Growth Through Balance
President and Chief Executive Officer
Federal Reserve Bank of Atlanta
Chamber of Greater Baton Rouge
Baton Rouge, Louisiana
November 6, 2003
What I’d like to talk about tonight is the U.S. economic outlook. GDP, our shorthand for gross domestic product, roared ahead at 7.2 percent in the third quarter, a rate that is faster than at any time since 1984. I’m inclined to view this past summer’s surge of output as an exclamation point in a sequence of eight straight quarters of rising GDP, a period when output growth averaged over 3 percent. As my remarks over the next few minutes will suggest, I expect output growth will continue, although probably at a pace less dramatic than reported for the third quarter. While the economic trends clearly are favorable, employment growth remains stagnant, far below levels of the late 1990s. Holding this economy up for inspection, it looks as though it’s gaining strength and stamina overall, but with some sectors still working off their excesses and imbalances.
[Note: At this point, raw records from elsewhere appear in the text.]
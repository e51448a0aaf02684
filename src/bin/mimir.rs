//! mimir: interactive chat front-end
//!
//! Reads prompts from stdin, streams answers to stdout. Lines starting
//! with `/` are commands; `/help` lists them.

use std::io::{self, BufRead, Write};
use std::path::PathBuf;
use std::sync::Arc;

use clap::Parser;
use mimir::{
    ChatSession, Config, DocumentSet, EmbeddingCache, FeedbackStore, GREETING, LlmBackend,
    MimirError, Mode, ModelEngineFactory, RetrievalParams, Role, TurnOutcome, UploadStore,
};

/// Mimir chat client
#[derive(Parser)]
#[command(name = "mimir")]
#[command(version = mimir::PKG_VERSION)]
#[command(about = "Chat with a language model, optionally grounded in your documents")]
struct Args {
    /// Config file (default: ~/.mimir/config.toml, then /etc/mimir/config.toml)
    #[arg(short, long, env = "MIMIR_CONFIG")]
    config: Option<PathBuf>,

    /// Start in RAG mode
    #[arg(long)]
    rag: bool,

    /// Document to chat about (repeatable)
    #[arg(short, long = "file")]
    files: Vec<PathBuf>,

    /// Number of documents to retrieve
    #[arg(long)]
    num_docs: Option<u32>,

    /// Similarity threshold for retrieved chunks (0.0 to 1.0)
    #[arg(long)]
    threshold: Option<f32>,
}

/// One line of user input.
#[derive(Debug, PartialEq)]
enum Input {
    Prompt(String),
    Rag,
    Plain,
    Files(Vec<PathBuf>),
    ClearFiles,
    NumDocs(u32),
    Threshold(f32),
    Reset,
    NewChat,
    ClearHistory,
    Feedback { rating: u8, comment: String },
    History,
    Help,
    Quit,
}

const HELP: &str = "\
/rag                      answer from the uploaded files
/plain                    answer without retrieval
/files PATH...            replace the uploaded files
/clear-files              remove all uploaded files
/num-docs N               documents to retrieve
/threshold X              minimum similarity (0.0 to 1.0)
/reset                    restore default parameters and rebuild engines
/new                      start a new conversation with fresh engines
/clear-history            forget the conversation so far
/feedback RATING [TEXT]   rate the last answer from 1 to 5
/history                  show the conversation
/quit                     leave";

fn parse_input(line: &str) -> Result<Input, String> {
    let line = line.trim();
    let Some(command) = line.strip_prefix('/') else {
        return Ok(Input::Prompt(line.to_string()));
    };
    let (name, rest) = command
        .split_once(char::is_whitespace)
        .map(|(n, r)| (n, r.trim()))
        .unwrap_or((command, ""));

    match name {
        "rag" => Ok(Input::Rag),
        "plain" => Ok(Input::Plain),
        "files" if rest.is_empty() => Err("usage: /files PATH...".to_string()),
        "files" => Ok(Input::Files(
            rest.split_whitespace().map(PathBuf::from).collect(),
        )),
        "clear-files" => Ok(Input::ClearFiles),
        "num-docs" => rest
            .parse()
            .map(Input::NumDocs)
            .map_err(|_| "usage: /num-docs N".to_string()),
        "threshold" => rest
            .parse()
            .map(Input::Threshold)
            .map_err(|_| "usage: /threshold X".to_string()),
        "reset" => Ok(Input::Reset),
        "new" => Ok(Input::NewChat),
        "clear-history" => Ok(Input::ClearHistory),
        "feedback" => {
            let (rating, comment) = rest
                .split_once(char::is_whitespace)
                .map(|(r, c)| (r, c.trim()))
                .unwrap_or((rest, ""));
            let rating = rating
                .parse()
                .map_err(|_| "usage: /feedback RATING [COMMENT]".to_string())?;
            Ok(Input::Feedback {
                rating,
                comment: comment.to_string(),
            })
        }
        "history" => Ok(Input::History),
        "help" => Ok(Input::Help),
        "quit" | "exit" => Ok(Input::Quit),
        other => Err(format!("unknown command /{other}, try /help")),
    }
}

#[tokio::main]
async fn main() -> Result<(), Box<dyn std::error::Error>> {
    // Initialise tracing (default: warn for CLI; override with RUST_LOG).
    tracing_subscriber::fmt()
        .with_writer(io::stderr)
        .with_env_filter(
            tracing_subscriber::EnvFilter::try_from_default_env()
                .unwrap_or_else(|_| tracing_subscriber::EnvFilter::new("warn")),
        )
        .init();

    let args = Args::parse();
    let config = Config::load(args.config.as_deref())?;

    let defaults = config.retrieval_params()?;
    let mut params = defaults;
    if let Some(n) = args.num_docs {
        params = params.with_num_docs(n)?;
    }
    if let Some(t) = args.threshold {
        params = params.with_similarity_threshold(t)?;
    }

    let backend = LlmBackend::new(config.llm_settings())?;
    let factory = ModelEngineFactory::from_backend(
        backend,
        EmbeddingCache::new(&config.embedding_cache_config()),
        config.engine_settings(),
    );
    let mut session = ChatSession::new(Arc::new(factory), &config.cache_config())
        .with_upload_store(UploadStore::new(config.storage.uploads_dir()));
    let feedback = FeedbackStore::new(config.storage.feedback_file());

    let mut documents = DocumentSet::from_paths(&args.files)?;
    let mut mode = if args.rag { Mode::Rag } else { Mode::Plain };

    tracing::debug!(version = %mimir::version_string(), session = session.id(), "starting");
    println!("{GREETING}");

    let stdin = io::stdin();
    let mut lines = stdin.lock().lines();
    loop {
        print!("[{mode}]> ");
        io::stdout().flush()?;
        let Some(line) = lines.next().transpose()? else {
            break;
        };
        if line.trim().is_empty() {
            continue;
        }

        let input = match parse_input(&line) {
            Ok(input) => input,
            Err(message) => {
                eprintln!("{message}");
                continue;
            }
        };

        match input {
            Input::Prompt(prompt) => {
                let outcome = session
                    .turn(mode, &prompt, &mut documents, params, |token| {
                        print!("{token}");
                        let _ = io::stdout().flush();
                    })
                    .await;
                println!();
                match outcome {
                    TurnOutcome::NoDocuments => {
                        eprintln!(
                            "{}: add some with /files or switch to /plain",
                            MimirError::NoDocuments
                        );
                    }
                    TurnOutcome::Answered(answer) => {
                        for warning in &answer.warnings {
                            eprintln!("warning: {warning}");
                        }
                        if let Some(sources) = &answer.completion.sources {
                            println!("\n{sources}");
                        }
                        let origin = if answer.cached { " (cached)" } else { "" };
                        println!(
                            "\nResponse time: {:.2} seconds{origin}",
                            answer.elapsed.as_secs_f64()
                        );
                    }
                }
            }
            Input::Rag => mode = Mode::Rag,
            Input::Plain => mode = Mode::Plain,
            Input::Files(paths) => match DocumentSet::from_paths(&paths) {
                Ok(docs) => {
                    println!("{} file(s) uploaded", docs.len());
                    documents = docs;
                }
                Err(e) => eprintln!("error: {e}"),
            },
            Input::ClearFiles => {
                documents = DocumentSet::default();
                println!("files cleared");
            }
            Input::NumDocs(n) => match params.with_num_docs(n) {
                Ok(p) => params = p,
                Err(e) => eprintln!("error: {e}"),
            },
            Input::Threshold(t) => match params.with_similarity_threshold(t) {
                Ok(p) => params = p,
                Err(e) => eprintln!("error: {e}"),
            },
            Input::Reset => {
                params = defaults;
                session.reset();
                print_params(&params);
            }
            Input::NewChat => {
                session.new_conversation();
                println!("{GREETING}");
            }
            Input::ClearHistory => {
                session.clear_history();
                println!("History cleared.");
            }
            Input::Feedback { rating, comment } => {
                match session.feedback(&feedback, rating, comment) {
                    Ok(_) => println!("Feedback saved."),
                    Err(e) => eprintln!("error: {e}"),
                }
            }
            Input::History => {
                for message in session.history() {
                    let who = match message.role {
                        Role::User => "you",
                        Role::Assistant => "assistant",
                    };
                    println!("{who}: {}", message.content);
                }
            }
            Input::Help => println!("{HELP}"),
            Input::Quit => break,
        }
    }

    Ok(())
}

fn print_params(params: &RetrievalParams) {
    println!(
        "num_docs = {}, threshold = {}",
        params.num_docs(),
        params.similarity_threshold()
    );
}

#[cfg(test)]
mod tests {
    use super::*;

    #[test]
    fn plain_text_is_a_prompt() {
        assert_eq!(
            parse_input("  what is mimir? "),
            Ok(Input::Prompt("what is mimir?".to_string()))
        );
    }

    #[test]
    fn feedback_with_comment() {
        assert_eq!(
            parse_input("/feedback 4 pretty good answer"),
            Ok(Input::Feedback {
                rating: 4,
                comment: "pretty good answer".to_string()
            })
        );
        assert_eq!(
            parse_input("/feedback 2"),
            Ok(Input::Feedback {
                rating: 2,
                comment: String::new()
            })
        );
    }

    #[test]
    fn conversation_commands() {
        assert_eq!(parse_input("/new"), Ok(Input::NewChat));
        assert_eq!(parse_input("/clear-history"), Ok(Input::ClearHistory));
    }

    #[test]
    fn bad_arguments_are_reported() {
        assert!(parse_input("/num-docs many").is_err());
        assert!(parse_input("/files").is_err());
        assert!(parse_input("/bogus").is_err());
    }

    #[test]
    fn files_split_on_whitespace() {
        assert_eq!(
            parse_input("/files a.txt b.md"),
            Ok(Input::Files(vec![PathBuf::from("a.txt"), PathBuf::from("b.md")]))
        );
    }
}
For the past few months, I’ve been saying that growth appears to be gaining momentum. After looking at recent data and talking to business folks like you, I want to stress this evening the now broad-based character of growth that’s unfolding. I believe the economy is gaining a stronger foothold as weaknesses become increasingly confined. What we’re seeing is growth that is spreading across industries and sectors, becoming more balanced.
What do I mean by balanced? Well, the World Series Champion Florida Marlins come to mind as a useful illustration. After the team won the Series in 1997, the owner dismantled the roster to unload payroll and hired young talent with potential for the future. The team suffered through five straight losing seasons. But this year they pulled together and made the playoffs as a Wild Card team. In October, they beat the mighty Yankees through a combination of clutch hitting, speed, defense and pitching. In other words, they won through balance.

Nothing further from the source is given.